Exercise data:
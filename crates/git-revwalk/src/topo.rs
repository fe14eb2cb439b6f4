//! Topological reordering of an almost-date-ordered entry stream.

use std::collections::{HashMap, VecDeque};

use git_hash::ObjectId;

use crate::entry::WalkEntry;
use crate::walker::GetParents;
use crate::RevWalkError;

/// Reorders entries so that no parent is emitted before any of its children,
/// assuming the input is already close to topological (e.g. commit-time
/// order). Drains the entire input on the first pull, then emits in FIFO
/// order, parking entries with outstanding children in `pending`.
///
/// See `dulwich.walk._topo_reorder`.
pub struct TopoReorder<I> {
    inner: Option<I>,
    get_parents: GetParents,
    todo: VecDeque<WalkEntry>,
    pending: HashMap<ObjectId, WalkEntry>,
    num_children: HashMap<ObjectId, i64>,
    drained: bool,
}

impl<I> TopoReorder<I>
where
    I: Iterator<Item = Result<WalkEntry, RevWalkError>>,
{
    pub fn new(inner: I, get_parents: GetParents) -> Self {
        Self {
            inner: Some(inner),
            get_parents,
            todo: VecDeque::new(),
            pending: HashMap::new(),
            num_children: HashMap::new(),
            drained: false,
        }
    }

    fn drain(&mut self) -> Result<(), RevWalkError> {
        if self.drained {
            return Ok(());
        }
        self.drained = true;
        let inner = self.inner.take().expect("drain runs exactly once");
        for item in inner {
            let entry = item?;
            for parent in (self.get_parents)(&entry.commit) {
                *self.num_children.entry(parent).or_insert(0) += 1;
            }
            self.todo.push_back(entry);
        }
        Ok(())
    }
}

impl<I> Iterator for TopoReorder<I>
where
    I: Iterator<Item = Result<WalkEntry, RevWalkError>>,
{
    type Item = Result<WalkEntry, RevWalkError>;

    fn next(&mut self) -> Option<Self::Item> {
        if let Err(e) = self.drain() {
            return Some(Err(e));
        }
        while let Some(entry) = self.todo.pop_front() {
            let commit_id = entry.id;
            if self.num_children.get(&commit_id).copied().unwrap_or(0) > 0 {
                self.pending.insert(commit_id, entry);
                continue;
            }
            for parent_id in (self.get_parents)(&entry.commit) {
                if let Some(count) = self.num_children.get_mut(&parent_id) {
                    *count -= 1;
                    if *count == 0 {
                        if let Some(parent_entry) = self.pending.remove(&parent_id) {
                            self.todo.push_front(parent_entry);
                        }
                    }
                }
            }
            return Some(Ok(entry));
        }
        None
    }
}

What needs to be done: Search the data above for lines holding "impl" and copy each of them.

Result of the task:
impl<I> TopoReorder<I>
impl<I> Iterator for TopoReorder<I>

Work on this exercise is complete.